= List of The Legend of the Condor Heroes episodes (1983) =

The Legend of the Condor Heroes is a Hong Kong television series first broadcast on TVB Jade in 1983. A total of 59 episodes were produced.

== Episodes ==

=== The Iron-Blooded Loyalists (鐵血丹心) ===

| No. overall | No. in season | Title | Directed by | Written by | Original release date |
| 1 | 1 | "Episode 1" | Johnnie To 杜琪峯 | Johnnie To 杜琪峯 | February 21, 1983 |
Qiu Chuji gets acquainted with Guo Xiaotian and Yang Tiexin, whose wives (Li Ping and Bao Xiruo, respectively) are both pregnant. By order from Wanyan Honglie, Guo Xiaotian is killed and Li Ping is detained by Duan Tiande. Bao Xiruo is kept by Wanyan Honglie while Yang Tiexin goes on the run. Qiu Chuji goes on search for Li Ping and Bao Xiruo. Duan Tiande takes refuge in his uncle, a Buddhist monk. To counter Qiu Chuji, the monk calls for help from the Seven Freaks of Jiangnan.
| 2 | 2 | "Episode 2" | Johnnie To 杜琪峯 | Johnnie To 杜琪峯 | February 22, 1983 |
Ke Zhen'e holds a grudge against Qiu Chuji, so Qiu Chuji proposes a duel in 18 years between Yang Kang, who will be raised by him, and Guo Jing, who will be raised by the Seven Freaks. Wanyan Honglie proposes to Bao Xiruo and she reluctantly accepts for the sake of her baby.
| 3 | 3 | "Episode 3" | Lau Si‑yuk 劉仕裕 | Lau Si‑yuk 劉仕裕 | February 23, 1983 |
Guo Jing is trained by Jebe and becomes best friends with Temujin's son, Tolui. The Seven Freaks finally find Guo Jing, but they also discover Mei Chaofeng and Chen Xuanfeng, the people who blinded Ke Zhen'e. They succeed in blinding Mei Chaofeng and Guo Jing kills Chen Xuanfeng. The Seven Freaks then starts training Guo Jing in martial arts.

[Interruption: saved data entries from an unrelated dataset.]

//! Versioned bytecode hashing.
//!
//! Era addresses contract code by a versioned hash instead of `keccak256`:
//!
//! ```text
//! [0x01, 0x00, word_count as u16 (big endian), sha256(code)[4..32]]
//! ```
//!
//! The code must be made of 32 byte words, and the number of words must be odd and fit in a
//! `u16`.

use alloy_primitives::B256;
use sha2::{Digest, Sha256};

/// Version byte of the bytecode hash.
pub const BYTECODE_HASH_VERSION: u8 = 1;

/// Largest accepted number of 32 byte words.
pub const MAX_BYTECODE_WORDS: usize = (1 << 16) - 1;

/// Bytecode that cannot be hashed.
#[derive(Clone, Debug, PartialEq, Eq, thiserror::Error)]
pub enum InvalidBytecodeError {
    /// Length is not a multiple of 32.
    #[error("bytecode length {0} is not divisible by 32")]
    NotChunkable(usize),
    /// Word count is even.
    #[error("bytecode has an even number of words ({0})")]
    EvenWordCount(usize),
    /// Word count does not fit in a `u16`.
    #[error("bytecode is too long ({0} words)")]
    TooLong(usize),
}

/// Checks that `code` has the shape required for hashing.
pub fn validate_bytecode(code: &[u8]) -> Result<usize, InvalidBytecodeError> {
    if code.len() % 32 != 0 {
        return Err(InvalidBytecodeError::NotChunkable(code.len()));
    }
    let words = code.len() / 32;
    if words > MAX_BYTECODE_WORDS {
        return Err(InvalidBytecodeError::TooLong(words));
    }
    if words % 2 == 0 {
        return Err(InvalidBytecodeError::EvenWordCount(words));
    }
    Ok(words)
}

/// Computes the versioned hash of `code`.
pub fn hash_bytecode(code: &[u8]) -> Result<B256, InvalidBytecodeError> {
    let words = validate_bytecode(code)?;
    let digest = Sha256::digest(code);

    let mut hash = [0u8; 32];
    hash[0] = BYTECODE_HASH_VERSION;
    hash[2..4].copy_from_slice(&(words as u16).to_be_bytes());
    hash[4..].copy_from_slice(&digest[4..]);
    Ok(B256::from(hash))
}

/// Returns the length in words encoded in a versioned hash.
pub fn bytecode_len_in_words(hash: &B256) -> u16 {
    u16::from_be_bytes([hash[2], hash[3]])
}

/// Pads `data` with `filler` up to the nearest valid bytecode length.
pub fn pad_to_bytecode(data: &[u8], filler: u8) -> Vec<u8> {
    let mut words = data.len().div_ceil(32);
    if words % 2 == 0 {
        words += 1;
    }
    let mut code = data.to_vec();
    code.resize(words * 32, filler);
    code
}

| 4 | 4 | "Episode 4" | Lau Si‑yuk 劉仕裕 | Lau Si‑yuk 劉仕裕 | February 24, 1983 |
Wanyan Honglie and Wanyan Hongxi visit Temujin to confer him a title. An envoy from the Naiman tribe comes and threatens to attack them if their leader is not bestowed an equal title. Temujin sends Jebe and Guo Jing to assassinate Naiman military leaders. After they successfully finish this mission, Temujin's army eliminates the Naiman tribe.
| 5 | 5 | "Episode 5" | Ng Yat‑fan 吳一帆 | Ng Yat‑fan 吳一帆 | February 25, 1983 |
Wanyan Honglie tries to turn Temujin's brother, Sangkun, against him. The situation is further complicated because Temujin's daughter, Huazheng, is in love with Guo Jing and rejects approaches by Dushi, Sangkun's son. Dushi challenges Guo Jing to a duel, and Guo Jing defeats him soundly. Because Huazheng threatens to kill herself, Tolui forces Guo Jing to marry her.

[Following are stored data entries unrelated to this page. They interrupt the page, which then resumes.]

//! Call-context override ("prank").
//!
//! While a prank is active every frame that is not a system contract sees the pranked sender as
//! `msg.sender`, and the pranked origin (when given) as `tx.origin`. This includes the frame that
//! started the prank. The override lives until `stopPrank`, across transaction boundaries.

use crate::constants::{CHEATCODE_ADDRESS, is_system_address};
use alloy_primitives::{Address, U256};

/// Identity installed by `startPrank`.
#[derive(Clone, Copy, Debug, PartialEq, Eq)]
pub struct Prank {
    pub sender: Address,
    pub origin: Option<Address>,
}

#[derive(Clone, Copy, Debug, Default, PartialEq, Eq)]
pub enum PrankState {
    #[default]
    Unpranked,
    Pranked(Prank),
}

/// The true identity of an executing frame.
#[derive(Clone, Debug, PartialEq, Eq)]
pub struct CallFrame {
    pub caller: Address,
    pub address: Address,
    pub origin: Address,
    pub value: U256,
    pub depth: usize,
    pub is_static: bool,
}

impl CallFrame {
    /// Outermost frame of a transaction sent by `origin` to `address`.
    pub fn root(origin: Address, address: Address, value: U256) -> Self {
        Self { caller: origin, address, origin, value, depth: 0, is_static: false }
    }

    /// Frame for a call made by this frame.
    pub fn child(&self, address: Address, value: U256, is_static: bool) -> Self {
        Self {
            caller: self.address,
            address,
            origin: self.origin,
            value,
            depth: self.depth + 1,
            is_static: self.is_static || is_static,
        }
    }
}

/// Per-node sender/origin resolution.
#[derive(Clone, Debug, Default)]
pub struct CallContext {
    state: PrankState,
}

impl CallContext {
    pub fn new() -> Self {
        Self::default()
    }

    pub fn state(&self) -> PrankState {
        self.state
    }

    pub fn prank(&self) -> Option<&Prank> {
        match &self.state {
            PrankState::Pranked(prank) => Some(prank),
            PrankState::Unpranked => None,
        }
    }

    /// Installs a prank, replacing any active one. Returns the replaced prank.
    pub fn start_prank(&mut self, sender: Address, origin: Option<Address>) -> Option<Prank> {
        let previous = self.prank().copied();
        self.state = PrankState::Pranked(Prank { sender, origin });
        previous
    }

    /// Clears the prank, returning it. Does nothing when no prank is active.
    pub fn stop_prank(&mut self) -> Option<Prank> {
        let previous = self.prank().copied();
        self.state = PrankState::Unpranked;
        previous
    }

    fn applies_to(frame: &CallFrame) -> bool {
        !is_system_address(&frame.address) && frame.address != CHEATCODE_ADDRESS
    }

    /// `msg.sender` as observed by `frame`.
    pub fn resolve_sender(&self, frame: &CallFrame) -> Address {
        match self.prank() {
            Some(prank) if Self::applies_to(frame) => prank.sender,
            _ => frame.caller,
        }
    }

    /// `tx.origin` as observed by `frame`.
    pub fn resolve_origin(&self, frame: &CallFrame) -> Address {
        match self.prank() {
            Some(Prank { origin: Some(origin), .. }) if Self::applies_to(frame) => *origin,
            _ => frame.origin,
        }
    }
}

| 6 | 6 | "Episode 6" | Ng Yat‑fan 吳一帆 | Ng Yat‑fan 吳一帆 | February 28, 1983 |
While fighting against Mei Chaofeng, Guo Jing's fifth teacher dies. Guo Jing runs into Yin Zhiping, a disciple of Qiu Chuji, who conveys a letter about the upcoming duel against Yang Kang. Because he deems Guo Jing's martial arts skills as insufficient, Ke Zhen'e plans to train Guo Jing intensively for six months.

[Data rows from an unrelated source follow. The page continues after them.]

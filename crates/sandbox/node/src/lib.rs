//! # era-sandbox-node
//!
//! In-memory node of the era sandbox. Owns the state store, the block context and the call
//! context, executes transactions through a [`CodeRunner`](era_sandbox_core::CodeRunner) and
//! intercepts calls to the cheatcode address.

#![cfg_attr(not(test), warn(unused_crate_dependencies))]

#[macro_use]
extern crate tracing;

mod error;
pub use error::NodeError;

mod executor;

mod node;
pub use node::{InMemoryNode, InMemoryNodeInner};

mod types;
pub use types::{BlockInfo, TransactionRecord, TransactionRequest, TransactionStatus};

| 7 | 7 | "Episode 7" | Siu Hin‑fai 蕭顯輝 | Siu Hin‑fai 蕭顯輝 | March 1, 1983 |
While Guo Jing is training, Ke Zhen'e notices several moves that he never taught him. His teachers suspect that he has been taking lessons from Mei Chaofeng. Later, Ma Yu reveals himself to the Six Freaks as Guo Jing's secret teacher. Meanwhile, Guo Jing eavesdrops a conversation where Sangkun is planning to kill Temujin.
| 8 | 8 | "Episode 8" | Siu Hin‑fai 蕭顯輝 | Siu Hin‑fai 蕭顯輝 | March 2, 1983 |
Guo Jing arrives in time to save Temujin from Dushi. Temujin then attacks Sangkun's tribe and eliminates them. Mei Chaofeng kidnaps Huazheng but does not kill her because she empathizes with Huazheng's unrequited love for Guo Jing. The Six Freaks and Ma Yu rescue Huazheng.
| 9 | 9 | "Episode 9" | Yu Hoi-Wing 余凱榮 | Yu Hoi-Wing 余凱榮 | March 3, 1983 |
In preparation for the duel, Guo Jing and the Six Freaks go back to the mainland. His teachers think that although Guo Jing has learned martial arts from them, he has yet to learn to be independent. For this reason, they leave him to roam alone and collect some experience. Guo Jing meets a young beggar who keeps following him around.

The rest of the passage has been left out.